Wild swim organised in memory of '˜Wild Lady of Lochbroom'
She lived 10 miles from the nearest shop, rowed her boat until well into her eighties and could easily beat her young relatives in an arm wrestle.
Now the life of Edith Wild, who lived alone on the shores of Loch Broom for more than 30 years, is to be remembered by a special endurance event set up by her three grandsons.
They will undertake the Wild Lady of Lochbroom Expedition and swim the length of the loch - around seven miles - on August 26 in her honour.
It is hoped that many friends and relatives of Mrs Wild, who died in March 2015 aged 88, will jump in and swim the last stretch with them.
Her grandsons, Calum, Robbie and Jack Hudson, will enter the water at Ullapool and swim to shore at the church at Clachan, where her family will lay a wreath on their grandmother’s grave.
“It’s nice to think that we will be swimming every stroke towards our gran,” Calum said.
“We hope that there will be a lot of people on the loch side who knew gran and that as many of them as possible will jump in for the last kilometre.”
The three men are seasoned outdoor swimmers and adventurers who collectively are also known as the Wild Swimming Brothers.
Calum added: “A lot of the swims we have organised in the past have been in places such as Norway or in the Arctic but we really wanted to bring it home, do something less showy and do something more personal, something for Grandma Wild.”
Mrs Wild was a former school teacher in Kirriemuir, Angus, but headed north to Letter, Lochbroom, in 1984 following the death of her husband, Wallace, in a car accident.
The nickname ‘Wild Lady of Lochbroom’ was coined by a relative but it became just the way she was known to many.
Mrs Wild named her boat Wild Rose and would often take it out on the loch, even when her eyesight was failing, her grandson said.

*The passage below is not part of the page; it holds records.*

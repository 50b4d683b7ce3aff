//! Query/result adaptation: translate store query results back into
//! validated records through the active strategy and episode context.
//! Deliberately thin; planning and execution belong to the Store.

use crate::{
    materialize::{self, MaterializeError},
    store::{Query, StoreError},
    strategy,
    traits::Record,
    value::Value,
};
use std::rc::Rc;
use thiserror::Error as ThisError;

///
/// QueryError
///

#[derive(Debug, ThisError)]
pub enum QueryError {
    /// A must-exist lookup found nothing.
    #[error("no result for query on '{target}'")]
    NoResult { target: String },

    #[error("query on '{target}' cannot execute: {reason}")]
    NotExecutable { target: String, reason: String },

    #[error("store failure on '{target}': {source}")]
    Store {
        target: String,
        #[source]
        source: StoreError,
    },

    #[error(transparent)]
    Materialize(#[from] MaterializeError),
}

fn active_store(target: &str) -> Result<Rc<dyn crate::store::RecordStore>, QueryError> {
    strategy::active()
        .store()
        .ok_or_else(|| QueryError::NotExecutable {
            target: target.to_string(),
            reason: "no store-backed strategy in scope".to_string(),
        })
}

fn adapt<T: Record>(rows: &[crate::row::RowRef]) -> Result<Vec<Rc<T>>, QueryError> {
    let mut out = Vec::with_capacity(rows.len());
    for row in rows {
        out.push(materialize::record::<T>(row)?);
    }

    Ok(out)
}

/// Execute a query and re-validate every row.
pub fn fetch_all<T: Record>(query: &Query) -> Result<Vec<Rc<T>>, QueryError> {
    let store = active_store(query.target())?;
    let rows = store.execute(query).map_err(|source| QueryError::Store {
        target: query.target().to_string(),
        source,
    })?;

    adapt(&rows)
}

/// Async twin of [`fetch_all`].
pub async fn fetch_all_async<T: Record>(query: &Query) -> Result<Vec<Rc<T>>, QueryError> {
    let store = active_store(query.target())?;
    let rows = store
        .execute_async(query)
        .await
        .map_err(|source| QueryError::Store {
            target: query.target().to_string(),
            source,
        })?;

    adapt(&rows)
}

/// Optional-result variant: empty results are `None`, not an error.
pub fn fetch_optional<T: Record>(query: &Query) -> Result<Option<Rc<T>>, QueryError> {
    let limited = query.clone().limit(1);
    let mut all = fetch_all::<T>(&limited)?;

    Ok(if all.is_empty() {
        None
    } else {
        Some(all.remove(0))
    })
}

/// Must-exist variant: an empty result is a `NoResult` failure.
pub fn fetch_one<T: Record>(query: &Query) -> Result<Rc<T>, QueryError> {
    fetch_optional::<T>(query)?.ok_or_else(|| QueryError::NoResult {
        target: query.target().to_string(),
    })
}

/// Get-by-identity through the active strategy's registration.
pub fn lookup<T: Record>(key: &Value) -> Result<Option<Rc<T>>, QueryError> {
    let strategy = strategy::active();
    let Some(registration) = strategy.registration(T::PATH) else {
        return Err(QueryError::NotExecutable {
            target: T::MODEL.model_name.to_string(),
            reason: "model not registered with the active strategy".to_string(),
        });
    };

    let store = active_store(&registration.target)?;
    match store.get(&registration.target, key) {
        Ok(Some(row)) => Ok(Some(materialize::record::<T>(&row)?)),
        Ok(None) => Ok(None),
        Err(source) => Err(QueryError::Store {
            target: registration.target,
            source,
        }),
    }
}

/// Async twin of [`lookup`].
pub async fn lookup_async<T: Record>(key: &Value) -> Result<Option<Rc<T>>, QueryError> {
    let strategy = strategy::active();
    let Some(registration) = strategy.registration(T::PATH) else {
        return Err(QueryError::NotExecutable {
            target: T::MODEL.model_name.to_string(),
            reason: "model not registered with the active strategy".to_string(),
        });
    };

    let store = active_store(&registration.target)?;
    match store.get_async(&registration.target, key).await {
        Ok(Some(row)) => Ok(Some(materialize::record::<T>(&row)?)),
        Ok(None) => Ok(None),
        Err(source) => Err(QueryError::Store {
            target: registration.target,
            source,
        }),
    }
}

He recalled a fishing trip when it quickly became clear he and a friend weren’t going to be taking the Wild Rose out on their own.
“She came to show us how to get it out the boat house. But then we realised she wasn’t just going to help us get the boat out - she would in fact be rowing us around,” Calum said.
He added: “A lot of my friend’s had grandma envy.”
One of Calum’s abiding memories of his grandmother is of her roaming through the bracken in the hills by her house with a machete in an attempt to keep the midges at bay.
He said she had lived a “very basic and simple life” close to the loch where the swimming challenge will take place in her name.
Calum said: “She was like a camel. She would exist on a diet of oatcakes.....and more oatcakes. She didn’t have a car. After my grandpa’s accident, she never wanted to drive and it was a 10-mile walk to the nearest shop.
“When we went up, we would take out for fish and chips in Ullapool. You have never seen anyone lick their plate as clean as my granny did. That was something else she instilled in us - never leave food on your plate.
“She lived a very simple and back to basics life. There was always bracken to clear or wood to chop. She’d be up at the crack of dawn in the garden or preparing a fire .
“Latterly, her eyesight had broadly gone but nothing stopped her. She could still beat us all in an arm wrestle.
“She wouldn’t flinch rowing up and down the loch. She was unbelievably strong and had no concept of slowing down or being unable to do anything.
Calum added: “She has probably had the biggest influence on me as anyone and has given me a deep love of the natural world. We would spend hours watching porpoise in the loch or trying to catch a glimpse of a Golden Eagle.
“Our granny encompassed everything that we believe in. She wasn’t chasing anything. She was just quietly contented in her place.”
He said his grandmother would probably have been the “first one in the water” at the swimming challenge on August 26, had she been alive.
As well as a fitting tribute for Mrs Wild, it is also hoped the swim will inspire people to connect with the natural world and raise awareness of work to save the Scottish Wildcat.
He added: “We feel our Grandma and the swim is a great metaphor for protecting the wild left in the world of which the Wildcat represents this perfectly.
“My grandma died suddenly and we weren’t ready to say goodbye so I think the swim will be an emotional experience - but an amazing one too. The good thing about being in the water is that no one can tell if you have been crying or not.”